Method 3: Manually correct errors using a rescue instance

1.    Launch a new EC2 instance in your virtual private cloud (VPC) using the same Amazon Machine Image (AMI). Launch the new instance in the same Availability Zone as the impaired instance. The new instance becomes your rescue instance.

Or, use an existing instance that you can access, if it uses the same AMI and is in the same Availability Zone as your impaired instance.

2.    Stop the impaired instance.

3.    Detach the Amazon Elastic Block Store (Amazon EBS) root volume (/dev/xvda or /dev/sda1) from your impaired instance. Note the device name (/dev/xvda or /dev/sda1) of your root volume.

4.    Attach the volume as a secondary device ( /dev/sdf) to the rescue instance.

5.    Connect to your rescue instance using SSH.

6.    Create a mount point directory (/rescue) for the new volume attached to the rescue instance:

$ sudo mkdir /rescue

7.    Mount the volume at the directory you created in step 6:

$ sudo mount /dev/xvdf1 /rescue

Note: The device (/dev/xvdf1) might be attached to the rescue instance with a different device name. Use the lsblk command to view your available disk devices along with their mount points to determine the correct device names.

8.    If you haven't already done so, retrieve the system log of the instance to verify what error is occurring. The next steps depend on the error message listed in the system log. The following is a list of common errors that can cause instance status check failure. For additional errors, see Troubleshooting system log errors for Linux-based instances.

Kernel Panic

If a Kernel Panic error message is in the system log, then the kernel might not have the vmlinuz or initramfs files. The vmlinuz and initramfs files are necessary to boot successfully.
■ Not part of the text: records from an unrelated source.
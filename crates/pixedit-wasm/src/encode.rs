//! Image encoding WASM bindings.
//!
//! # Functions
//!
//! - [`encode_jpeg`] - Encode raw RGB pixel data to JPEG bytes
//! - [`encode_png`] - Encode a JsPixelBuffer to PNG bytes
//! - [`encode_image`] - Encode a JsPixelBuffer, picking the format from a file name
//!
//! # Example
//!
//! ```typescript
//! import { encode_image } from '@pixedit/wasm';
//!
//! const bytes = encode_image(image, 'holiday.jpg', 95);
//! const blob = new Blob([bytes], { type: 'image/jpeg' });
//! ```

use std::path::Path;

use crate::error::to_js_error;
use crate::types::JsPixelBuffer;
use pixedit_core::encode::{self, OutputFormat};
use wasm_bindgen::prelude::*;

/// Encode RGB pixel data to JPEG bytes.
///
/// # Arguments
///
/// * `pixels` - RGB pixel data (3 bytes per pixel, row-major order)
/// * `width` - Image width in pixels
/// * `height` - Image height in pixels
/// * `quality` - JPEG quality (1-100, editor default: 95)
///
/// # Errors
///
/// Throws if the pixel data length doesn't match width * height * 3, or
/// either dimension is zero.
#[wasm_bindgen]
pub fn encode_jpeg(pixels: &[u8], width: u32, height: u32, quality: u8) -> Result<Vec<u8>, JsValue> {
    encode::encode_jpeg(pixels, width, height, quality).map_err(to_js_error)
}

/// Encode an image to PNG bytes.
#[wasm_bindgen]
pub fn encode_png(image: &JsPixelBuffer) -> Result<Vec<u8>, JsValue> {
    let buffer = image
        .to_buffer()
        .ok_or_else(|| to_js_error("pixel data does not match image dimensions"))?;
    encode::encode_png(&buffer).map_err(to_js_error)
}

/// Encode an image in the format implied by `file_name`'s extension
/// (`.png`, `.jpg`, `.jpeg`; no extension means PNG).
#[wasm_bindgen]
pub fn encode_image(image: &JsPixelBuffer, file_name: &str, quality: u8) -> Result<Vec<u8>, JsValue> {
    let format = OutputFormat::from_path(Path::new(file_name)).map_err(to_js_error)?;
    let buffer = image
        .to_buffer()
        .ok_or_else(|| to_js_error("pixel data does not match image dimensions"))?;
    encode::encode_image(&buffer, format, quality).map_err(to_js_error)
}

/// MIME type for the format implied by `file_name`, if supported.
#[wasm_bindgen]
pub fn mime_type_for(file_name: &str) -> Option<String> {
    OutputFormat::from_path(Path::new(file_name))
        .ok()
        .map(|format| format.mime_type().to_string())
}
1.    Run the following commands:

cd /rescue/boot
ls -l

2.    Check the output to verify that there are vmlinuz and initramfs files corresponding to the kernel version you intend to boot.

The following output example is for an Amazon Linux 2 instance with kernel version, 4.14.165-131.185.amzn2.x86_64. The /boot directory has the files initramfs-4.14.165-131.185.amzn2.x86_64.img and vmlinuz-4.14.165-131.185.amzn2.x86_64, so it will boot successfully.

uname -r
4.14.165-131.185.amzn2.x86_64

cd /boot; ls -l
total 39960
-rw-r--r-- 1 root root      119960 Jan 15 14:34 config-4.14.165-131.185.amzn2.x86_64
drwxr-xr-x 3 root root     17 Feb 12 04:06 efi
drwx------ 5 root root       79 Feb 12 04:08 grub2
-rw------- 1 root root 31336757 Feb 12 04:08 initramfs-4.14.165-131.185.amzn2.x86_64.img
-rw-r--r-- 1 root root    669087 Feb 12 04:08 initrd-plymouth.img
-rw-r--r-- 1 root root    235041 Jan 15 14:34 symvers-4.14.165-131.185.amzn2.x86_64.gz
-rw------- 1 root root   2823838 Jan 15 14:34 System.map-4.14.165-131.185.amzn2.x86_64
-rwxr-xr-x 1 root root   5718992 Jan 15 14:34 vmlinuz-4.14.165-131.185.amzn2.x86_64

3.    If the initramfs and or the vmlinuz files aren't present, try booting the instance using a previous kernel that has both of these files. For instructions on how to boot your instance using a previous kernel, see How do I revert to a known stable kernel after an update prevents my Amazon EC2 instance from rebooting successfully?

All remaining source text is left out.